Foreign Policy Research Institute A Nation Must Think Before it Acts The Elusive Quest for Stability in Syria

The Elusive Quest for Stability in Syria

The Moshe Dayan Center for Middle Eastern and African Studies

On January 20, Turkey launched a full-scale military operation into the Kurdish enclave of Afrin in the farthest reaches of northwest Syria. Operation “Olive Branch” included air strikes, artillery bombardment, and a cross-border land incursion from six different points. It is intended to drive independent Kurdish military forces out of the district, which protrudes like a thumb into Turkish territory.
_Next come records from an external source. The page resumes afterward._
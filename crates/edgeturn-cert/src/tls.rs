//! rustls configuration builders

use rustls::client::danger::{HandshakeSignatureValid, ServerCertVerified, ServerCertVerifier};
use rustls::pki_types::{CertificateDer, ServerName, UnixTime};
use rustls::server::WebPkiClientVerifier;
use rustls::{ClientConfig, DigitallySignedStruct, RootCertStore, ServerConfig, SignatureScheme};
use std::path::{Path, PathBuf};
use std::sync::Arc;

use crate::pem::{load_certs, load_private_key};
use crate::{ensure_crypto_provider, CertError};

/// Server-side TLS material
#[derive(Debug, Clone)]
pub struct TlsSettings {
    pub cert_path: PathBuf,
    pub key_path: PathBuf,
    /// When set, peers must present a certificate signed by this CA
    pub client_ca_path: Option<PathBuf>,
}

impl TlsSettings {
    pub fn new(cert_path: impl Into<PathBuf>, key_path: impl Into<PathBuf>) -> Self {
        Self {
            cert_path: cert_path.into(),
            key_path: key_path.into(),
            client_ca_path: None,
        }
    }

    /// Require client certificates signed by the CA in `path`
    pub fn with_client_ca(mut self, path: impl Into<PathBuf>) -> Self {
        self.client_ca_path = Some(path.into());
        self
    }

    /// Build a rustls server configuration
    pub fn server_config(&self) -> Result<ServerConfig, CertError> {
        ensure_crypto_provider();

        let certs = load_certs(&self.cert_path)?;
        let key = load_private_key(&self.key_path)?;

        let builder = ServerConfig::builder();
        let config = match &self.client_ca_path {
            Some(ca_path) => {
                let roots = load_roots(ca_path)?;
                let verifier = WebPkiClientVerifier::builder(Arc::new(roots))
                    .build()
                    .map_err(|e| CertError::ClientVerifier(e.to_string()))?;
                builder
                    .with_client_cert_verifier(verifier)
                    .with_single_cert(certs, key)?
            }
            None => builder.with_no_client_auth().with_single_cert(certs, key)?,
        };

        Ok(config)
    }
}

/// Client-side TLS settings used by agents and end-user clients
#[derive(Debug, Clone, Default)]
pub struct ClientTlsSettings {
    /// Trust this CA instead of the public web roots
    pub ca_cert_path: Option<PathBuf>,
    /// Present this certificate/key pair to servers that require it
    pub client_cert: Option<(PathBuf, PathBuf)>,
    /// Skip server certificate verification (INSECURE, development only)
    pub insecure_skip_verify: bool,
}

impl ClientTlsSettings {
    pub fn with_ca_cert(mut self, path: impl Into<PathBuf>) -> Self {
        self.ca_cert_path = Some(path.into());
        self
    }

    pub fn with_client_cert(
        mut self,
        cert_path: impl Into<PathBuf>,
        key_path: impl Into<PathBuf>,
    ) -> Self {
        self.client_cert = Some((cert_path.into(), key_path.into()));
        self
    }

    /// Disable server certificate verification (INSECURE)
    pub fn with_insecure_skip_verify(mut self) -> Self {
        self.insecure_skip_verify = true;
        self
    }

    /// Build a rustls client configuration
    pub fn client_config(&self) -> Result<ClientConfig, CertError> {
        ensure_crypto_provider();

        let builder = if self.insecure_skip_verify {
            tracing::warn!("TLS server certificate verification is DISABLED");
            ClientConfig::builder()
                .dangerous()
                .with_custom_certificate_verifier(SkipVerification::new())
        } else {
            let roots = match &self.ca_cert_path {
                Some(path) => load_roots(path)?,
                None => {
                    let mut roots = RootCertStore::empty();
                    roots.extend(webpki_roots::TLS_SERVER_ROOTS.iter().cloned());
                    roots
                }
            };
            ClientConfig::builder().with_root_certificates(roots)
        };

        let config = match &self.client_cert {
            Some((cert_path, key_path)) => {
                let certs = load_certs(cert_path)?;
                let key = load_private_key(key_path)?;
                builder.with_client_auth_cert(certs, key)?
            }
            None => builder.with_no_client_auth(),
        };

        Ok(config)
    }
}

fn load_roots(path: &Path) -> Result<RootCertStore, CertError> {
    let mut roots = RootCertStore::empty();
    for cert in load_certs(path)? {
        roots.add(cert)?;
    }
    Ok(roots)
}

// Certificate verifier that skips verification (INSECURE)
#[derive(Debug)]
struct SkipVerification;

impl SkipVerification {
    fn new() -> Arc<Self> {
        Arc::new(Self)
    }
}

impl ServerCertVerifier for SkipVerification {
    fn verify_server_cert(
        &self,
        _end_entity: &CertificateDer<'_>,
        _intermediates: &[CertificateDer<'_>],
        _server_name: &ServerName<'_>,
        _ocsp_response: &[u8],
        _now: UnixTime,
    ) -> Result<ServerCertVerified, rustls::Error> {
        Ok(ServerCertVerified::assertion())
    }

    fn verify_tls12_signature(
        &self,
        _message: &[u8],
        _cert: &CertificateDer<'_>,
        _dss: &DigitallySignedStruct,
    ) -> Result<HandshakeSignatureValid, rustls::Error> {
        Ok(HandshakeSignatureValid::assertion())
    }

    fn verify_tls13_signature(
        &self,
        _message: &[u8],
        _cert: &CertificateDer<'_>,
        _dss: &DigitallySignedStruct,
    ) -> Result<HandshakeSignatureValid, rustls::Error> {
        Ok(HandshakeSignatureValid::assertion())
    }

    fn supported_verify_schemes(&self) -> Vec<SignatureScheme> {
        vec![
            SignatureScheme::RSA_PKCS1_SHA256,
            SignatureScheme::RSA_PKCS1_SHA384,
            SignatureScheme::RSA_PKCS1_SHA512,
            SignatureScheme::ECDSA_NISTP256_SHA256,
            SignatureScheme::ECDSA_NISTP384_SHA384,
            SignatureScheme::ECDSA_NISTP521_SHA512,
            SignatureScheme::RSA_PSS_SHA256,
            SignatureScheme::RSA_PSS_SHA384,
            SignatureScheme::RSA_PSS_SHA512,
            SignatureScheme::ED25519,
            SignatureScheme::ED448,
        ]
    }
}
Days before the start of the operation, senior Turkish officials – Hulusi Akar, Turkey’s Chief of Staff, and Hakan Fidan, Turkey’s Head of National Intelligence – traveled to Moscow to meet with Russian Chief of Staff, Valery Gerasimov, ostensibly to ask for permission to use Syrian airspace, which Russia controls, and to allow for the withdrawal of Russian forces from the Afrin district.[1]

Russia assumed responsibility for security in Afrin in August 2017, although Afrin was not part of the broader diplomacy that created Syria’s four “de-escalation” zones last summer.[2] Initiated in advance of the Russia sponsored Congress for Syrian National Dialogue in Sochi (January 29-30),[3] Turkey’s offensive against the Kurds of Afrin begins a new phase of the Syrian war. While Turkey’s incursion into Afrin may have complicated Syrian diplomacy in Sochi, ultimately it works in favor of Russia’s broader global interests and underscores the grim reality that Syria’s future continues to be shaped more by global and regional powers than by Syrians.

Afrin is governed by the Kurdish Democratic Union Party/Partiya Yekîtiya Demokrat(PYD) and declared itself an autonomous canton in January 2014. Turkey views the PYD as part of the Turkey-based Kurdistan Workers’ Party/Partiya Karkerên Kurdistanê(PKK), which the U.S. and EU have designated a terrorist organization, and which has conducted an intermittent thirty-year guerilla war against the Turkish government. Turkey sees the PYD’s military forces, the People’s Protection Units/Yekîneyên Parastina Gel (YPG) and Women’s Protection Units/Yekîneyên Parastina Jin (YPJ), as no different than the PKK.